Todos os anos são diagnosticados em Portugal cerca 400 novos casos de cancros pediátricos que, apesar da taxa de sobrevivência ser de cerca de 80%, continuam a ser a primeira causa de morte por doença entre crianças e adolescentes.
Na véspera de assinalar o Dia Internacional da Criança com cancro, a associação Acreditar afirma que “uma das iniquidades mais gritantes no caso dos sobreviventes de cancro pediátrico é não terem uma consulta de sobrevivência estruturada” em todos os centros de referência (Hospital Pediátrico de Coimbra, IPO Porto e Hospital de São João) como acontece no Instituto Português de Oncologia de Lisboa.
A diretora-geral da Acreditar, Margarida Cruz, disse à agência Lusa que em Lisboa está estabelecida a “Consulta dos duros” para os doentes que ultrapassaram a realidade oncológica com sucesso, com um plano individual de seguimento que depende do tipo de cancro e do tratamento realizado.
“Mas não temos isso no resto do país, a não ser em questões pontuais em que o médico tenha interesse num caso ou noutro e que queira segui-lo”, lamentou.
Margarida Cruz defendeu que este princípio devia estar contemplado na Estratégia Nacional de Luta Contra o Cancro, Horizonte 2030, que entrou em vigor este ano, e que tem como um dos objetivos aumentar a equidade no acesso a cuidados de saúde.

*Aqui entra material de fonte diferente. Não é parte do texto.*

// SPDX-License-Identifier: Apache-2.0
// © James Ross Ω FLYING•ROBOTS <https://github.com/flyingrobots>

//! Error report and metric map produced by an analysis.
//!
//! Assertion-level problems are data, never Rust errors. Each one becomes an
//! [`ErrorEntry`] classified by [`ErrorKind`]. The [`ErrorReport`] keeps its
//! entries in a canonical order (tag id, timestamp, assertion name) so the
//! serialized `error_trace` artifact is identical regardless of how the work
//! was scheduled.

use std::collections::BTreeMap;
use std::fmt;

use flicker_trace::{Timestamp, TraceSource};
use serde::{Deserialize, Serialize};

use crate::tag::Tag;

/// Classification of report entries.
#[derive(Debug, Clone, Copy, PartialEq, Eq, PartialOrd, Ord, Hash, Serialize, Deserialize)]
#[serde(rename_all = "SCREAMING_SNAKE_CASE")]
pub enum ErrorKind {
    /// The tag covered no snapshot at all.
    EmptyTrace,
    /// A predicate did not hold and fail-fast stopped the scan.
    AssertionFailed,
    /// The tag's snapshots ran out before a group held.
    AssertionGroupExhausted,
    /// A predicate could not complete.
    AssertionCrashed,
}

impl fmt::Display for ErrorKind {
    fn fmt(&self, f: &mut fmt::Formatter<'_>) -> fmt::Result {
        let s = match self {
            Self::EmptyTrace => "EMPTY_TRACE",
            Self::AssertionFailed => "ASSERTION_FAILED",
            Self::AssertionGroupExhausted => "ASSERTION_GROUP_EXHAUSTED",
            Self::AssertionCrashed => "ASSERTION_CRASHED",
        };
        write!(f, "{s}")
    }
}

/// One row of the error report.
#[derive(Debug, Clone, PartialEq, Eq, Serialize, Deserialize)]
pub struct ErrorEntry {
    /// Id of the tag being evaluated.
    pub tag_id: u32,
    /// Name of the tag being evaluated.
    pub tag_name: String,
    /// Assertion involved, when the entry concerns one.
    #[serde(default, skip_serializing_if = "Option::is_none")]
    pub assertion: Option<String>,
    /// Snapshot timestamp the entry refers to.
    pub timestamp: Timestamp,
    /// Classification.
    pub kind: ErrorKind,
    /// Human-readable reason.
    pub reason: String,
}

impl ErrorEntry {
    /// Creates an entry for `tag`.
    #[must_use]
    pub fn new(tag: &Tag, kind: ErrorKind, timestamp: Timestamp, reason: impl Into<String>) -> Self {
        Self {
            tag_id: tag.id,
            tag_name: tag.name.clone(),
            assertion: None,
            timestamp,
            kind,
            reason: reason.into(),
        }
    }

    /// Attaches the assertion name.
    #[must_use]
    pub fn with_assertion(mut self, name: impl Into<String>) -> Self {
        self.assertion = Some(name.into());
        self
    }

    fn sort_key(&self) -> (u32, Timestamp, &str) {
        (self.tag_id, self.timestamp, self.assertion.as_deref().unwrap_or(""))
    }
}

impl fmt::Display for ErrorEntry {
    fn fmt(&self, f: &mut fmt::Formatter<'_>) -> fmt::Result {
        write!(f, "[{}] {}#{} @ {}", self.kind, self.tag_name, self.tag_id, self.timestamp)?;
        if let Some(assertion) = &self.assertion {
            write!(f, " {assertion}")?;
        }
        write!(f, ": {}", self.reason)
    }
}

/// Aggregate counts by kind.
#[derive(Debug, Clone, Copy, Default, PartialEq, Eq)]
pub struct ReportSummary {
    /// `EMPTY_TRACE` entries.
    pub empty_trace: usize,
    /// `ASSERTION_FAILED` entries.
    pub failed: usize,
    /// `ASSERTION_GROUP_EXHAUSTED` entries.
    pub exhausted: usize,
    /// `ASSERTION_CRASHED` entries.
    pub crashed: usize,
}

impl ReportSummary {
    /// Counts the kinds in `entries`.
    #[must_use]
    pub fn from_entries(entries: &[ErrorEntry]) -> Self {
        let mut summary = Self::default();
        for e in entries {
            match e.kind {
                ErrorKind::EmptyTrace => summary.empty_trace += 1,
                ErrorKind::AssertionFailed => summary.failed += 1,
                ErrorKind::AssertionGroupExhausted => summary.exhausted += 1,
                ErrorKind::AssertionCrashed => summary.crashed += 1,
            }
        }
        summary
    }

    /// Total entries.
    #[must_use]
    pub fn total(&self) -> usize {
        self.empty_trace + self.failed + self.exhausted + self.crashed
    }

    /// Returns `true` if nothing was reported.
    #[must_use]
    pub fn is_green(&self) -> bool {
        self.total() == 0
    }
}

/// Every problem found in one analysis, in canonical order.
#[derive(Debug, Clone, Default, PartialEq, Eq, Serialize, Deserialize)]
pub struct ErrorReport {
    entries: Vec<ErrorEntry>,
    #[serde(default, skip_serializing_if = "Option::is_none")]
    window_source: Option<TraceSource>,
    #[serde(default, skip_serializing_if = "Option::is_none")]
    layers_source: Option<TraceSource>,
}

impl ErrorReport {
    /// Builds a report, sorting `entries` by tag id, timestamp and assertion.
    ///
    /// The sort is stable, so entries with equal keys keep their input order.
    #[must_use]
    pub fn new(mut entries: Vec<ErrorEntry>) -> Self {
        entries.sort_by(|a, b| a.sort_key().cmp(&b.sort_key()));
        Self {
            entries,
            window_source: None,
            layers_source: None,
        }
    }

    /// Attaches the provenance of both traces.
    #[must_use]
    pub fn with_sources(
        mut self,
        window: Option<TraceSource>,
        layers: Option<TraceSource>,
    ) -> Self {
        self.window_source = window;
        self.layers_source = layers;
        self
    }

    /// Entries in canonical order.
    #[must_use]
    pub fn entries(&self) -> &[ErrorEntry] {
        &self.entries
    }

    /// Iterates entries.
    pub fn iter(&self) -> std::slice::Iter<'_, ErrorEntry> {
        self.entries.iter()
    }

    /// Number of entries.
    #[must_use]
    pub fn len(&self) -> usize {
        self.entries.len()
    }

    /// Returns `true` if the analysis found nothing.
    #[must_use]
    pub fn is_empty(&self) -> bool {
        self.entries.is_empty()
    }

    /// Provenance of the window trace.
    #[must_use]
    pub fn window_source(&self) -> Option<&TraceSource> {
        self.window_source.as_ref()
    }

    /// Provenance of the layer trace.
    #[must_use]
    pub fn layers_source(&self) -> Option<&TraceSource> {
        self.layers_source.as_ref()
    }

    /// Counts by kind.
    #[must_use]
    pub fn summary(&self) -> ReportSummary {
        ReportSummary::from_entries(&self.entries)
    }
}

impl<'a> IntoIterator for &'a ErrorReport {
    type Item = &'a ErrorEntry;
    type IntoIter = std::slice::Iter<'a, ErrorEntry>;

    fn into_iter(self) -> Self::IntoIter {
        self.entries.iter()
    }
}

impl fmt::Display for ErrorReport {
    fn fmt(&self, f: &mut fmt::Formatter<'_>) -> fmt::Result {
        for (label, source) in [
            ("WM", &self.window_source),
            ("Layers", &self.layers_source),
        ] {
            if let Some(source) = source {
                writeln!(f, "{label} trace can be found in: {}", source.path.display())?;
                writeln!(f, "Checksum: {}", source.checksum)?;
            }
        }
        for entry in &self.entries {
            writeln!(f, "{entry}")?;
        }
        Ok(())
    }
}

/// Assertion key to pass (1) / fail (0).
#[derive(Debug, Clone, Default, PartialEq, Eq, Serialize, Deserialize)]
#[serde(transparent)]
pub struct MetricMap(BTreeMap<String, u8>);

impl MetricMap {
    /// Creates an empty map.
    #[must_use]
    pub fn new() -> Self {
        Self::default()
    }

    /// Records `key` as passed or failed, replacing any earlier value.
    pub fn record(&mut self, key: impl Into<String>, passed: bool) {
        self.0.insert(key.into(), u8::from(passed));
    }

    /// Value for `key`.
    #[must_use]
    pub fn get(&self, key: &str) -> Option<u8> {
        self.0.get(key).copied()
    }

    /// Iterates in key order.
    pub fn iter(&self) -> impl Iterator<Item = (&str, u8)> {
        self.0.iter().map(|(k, v)| (k.as_str(), *v))
    }

    /// Number of keys.
    #[must_use]
    pub fn len(&self) -> usize {
        self.0.len()
    }

    /// Returns `true` if nothing was evaluated.
    #[must_use]
    pub fn is_empty(&self) -> bool {
        self.0.is_empty()
    }

    /// Number of keys with value 1.
    #[must_use]
    pub fn passed_count(&self) -> usize {
        self.0.values().filter(|v| **v == 1).count()
    }

    /// Underlying map.
    #[must_use]
    pub fn as_map(&self) -> &BTreeMap<String, u8> {
        &self.0
    }
}

impl FromIterator<(String, u8)> for MetricMap {
    fn from_iter<I: IntoIterator<Item = (String, u8)>>(iter: I) -> Self {
        Self(iter.into_iter().collect())
    }
}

Para a responsável, “não pode existir equidade de acesso se os jovens que são sobreviventes de cancro não tiverem acesso a consultas de acompanhamento em igualdade de circunstâncias”.
“Este tipo de seguimento é uma exigência mínima desta população que não está plasmada neste programa. Eu sei que existem problemas em outras áreas, mas isso não é motivo para que não coloquemos esta orientação e estes princípios num plano que tem um horizonte temporal relativamente alargado”, defendeu.
Segundo a Acreditar, a degradação dos cuidados de saúde no Serviço Nacional de Saúde está a preocupar pais e doentes, insistindo, por isso, que a estratégia deve integrar as recomendações do Plano Europeu de Luta Contra o Cancro, que insta os Estados Membros a dar primazia ao cancro pediátrico, e espelhar as necessidades e especificidades desta área, como a associação defende desde que o documento esteve em consulta pública em 2021.
“Aquilo que os responsáveis nacionais entendem é que o cancro pediátrico tem já um tratamento muito bom em Portugal e, portanto, que não carece de uma menção. A Acreditar entende que de facto há progressos bons (…) mas isso não pode levar a que o cancro pediátrico, que é relativamente raro e são muitos cancros diferentes, não tenha uma menção explícita”, nomeadamente em “aspetos que são essenciais e que não podem ser negligenciados”, declarou.
Margarida Cruz apontou o facto de haver tratamentos que não foram desenvolvidos especificamente para as crianças, o que disse ter “consequências muito gravosas na sobrevida destes doentes. A falta de investigação e a falta de tratamentos adequados leva a que dois terços dos sobreviventes tenham sequelas, que na maioria dos casos têm a ver com o tipo de tratamentos que foi efetuado”.
“Sem olharmos para a qualidade destes tratamentos e a adequabilidade dos mesmos, não podemos melhorar a vida destas pessoas e a vida destas pessoas é desejavelmente uma vida longa”, salientou.
Para a Associação de Pais e Amigos das Crianças com Cancro, a estratégia também devia garantir o acompanhamento dos filhos por parte dos dois pais, sobretudo em fases agudas da doença, e assegurar que os pais possam manter o rendimento que tinham antes do diagnóstico.
“Nós percebemos que não possa ser implementado tudo uma vez, mas tem que haver um caminho, e se tem um plano com um horizonte temporal até 2030, tem que estabelecer o caminho necessário para lá chegar e chegar a bom Porto”, rematou.